(TASK TO COMPLETE):
Using the data that follows, return exactly the lines from the one that contains "let start = a.first_key()?.max(b.first_key()?);" through the one that contains "left untouched: negative", ends included.

........

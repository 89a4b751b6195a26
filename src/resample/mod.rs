//! Irregular-to-regular alignment of a session's two series.
//!
//! The two series come off the extractor with different lengths and
//! cadences and no guarantee of a shared timestamp. Alignment restricts
//! both to the window where they overlap and samples them on one regular
//! grid, after which index `i` of both outputs refers to the same instant
//! and the timestamps themselves can be dropped.

use serde::{Deserialize, Serialize};
use thiserror::Error;

use crate::series::{SampleError, TimeSeries};
use crate::session::Session;

/// Default sampling interval in milliseconds.
pub const DEFAULT_INTERVAL_MS: i64 = 50;

#[derive(Debug, Clone, PartialEq, Eq, Error)]
pub enum ResampleError {
    /// The two series share no time window; the session carries no usable
    /// data and is dropped.
    #[error("bandwidth and signal-strength series never overlap in time")]
    EmptyOverlap,

    /// Same window, same interval, different lengths. A defect in the
    /// sampler, never bad input; aborts the batch instead of truncating.
    #[error("sampled lengths diverged: {bandwidth} bandwidth vs {rsrp} rsrp points")]
    LengthMismatch { bandwidth: usize, rsrp: usize },

    /// Sampling failed inside the overlap window. The window bounds the
    /// grid, so this cannot be triggered by input data either.
    #[error("sampling failed inside the overlap window: {0}")]
    Sample(#[from] SampleError),
}

/// Aligned, regularly-sampled output of one session.
///
/// Index `i` of both sequences refers to the same synthetic timestamp.
/// Bandwidth stays integral (bytes per record interval); signal strength
/// stays fractional dBm.
#[derive(Debug, Clone, PartialEq, Serialize, Deserialize)]
pub struct RegularPair {
    pub bandwidth: Vec<i64>,
    pub rsrp: Vec<f64>,
}

impl RegularPair {
    /// Number of grid points (both sequences always agree).
    pub fn len(&self) -> usize {
        self.bandwidth.len()
    }

    pub fn is_empty(&self) -> bool {
        self.bandwidth.is_empty()
    }
}

/// The window where both series have coverage: `[max(first keys),
/// min(last keys)]`. `None` when either series is empty or the spans are
/// disjoint.
pub fn overlap_window(a: &TimeSeries, b: &TimeSeries) -> Option<(i64, i64)> {
    let start = a.first_key()?.max(b.first_key()?);
    let end = a.last_key()?.min(b.last_key()?);
    (start <= end).then_some((start, end))
}

/// Align a session's two irregular series onto a shared regular grid.
///
/// Non-positive bandwidth deltas (cold-start zeros, idle intervals, counter
/// resets) are discarded first. The rsrp series is left untouched: negative
/// dBm is a valid reading, not an error value. Both series are then sampled
/// over the overlapping window at `interval_ms`.
pub fn resample(session: Session, interval_ms: i64) -> Result<RegularPair, ResampleError> {
    let Session {
        rsrp,
        mut bandwidth,
        ..
    } = session;
    bandwidth.retain_positive();

    let (start, end) =
        overlap_window(&bandwidth, &rsrp).ok_or(ResampleError::EmptyOverlap)?;

    let bandwidth_points = bandwidth.sample(interval_ms, start, end)?;
    let rsrp_points = rsrp.sample(interval_ms, start, end)?;
    if bandwidth_points.len() != rsrp_points.len() {
        return Err(ResampleError::LengthMismatch {
            bandwidth: bandwidth_points.len(),
            rsrp: rsrp_points.len(),
        });
    }

    Ok(RegularPair {
        bandwidth: bandwidth_points
            .into_iter()
            .map(|(_, value)| value as i64)
            .collect(),
        rsrp: rsrp_points.into_iter().map(|(_, value)| value).collect(),
    })
}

........

(WRITTEN RESPONSE):
    let start = a.first_key()?.max(b.first_key()?);
    let end = a.last_key()?.min(b.last_key()?);
    (start <= end).then_some((start, end))
}

/// Align a session's two irregular series onto a shared regular grid.
///
/// Non-positive bandwidth deltas (cold-start zeros, idle intervals, counter
/// resets) are discarded first. The rsrp series is left untouched: negative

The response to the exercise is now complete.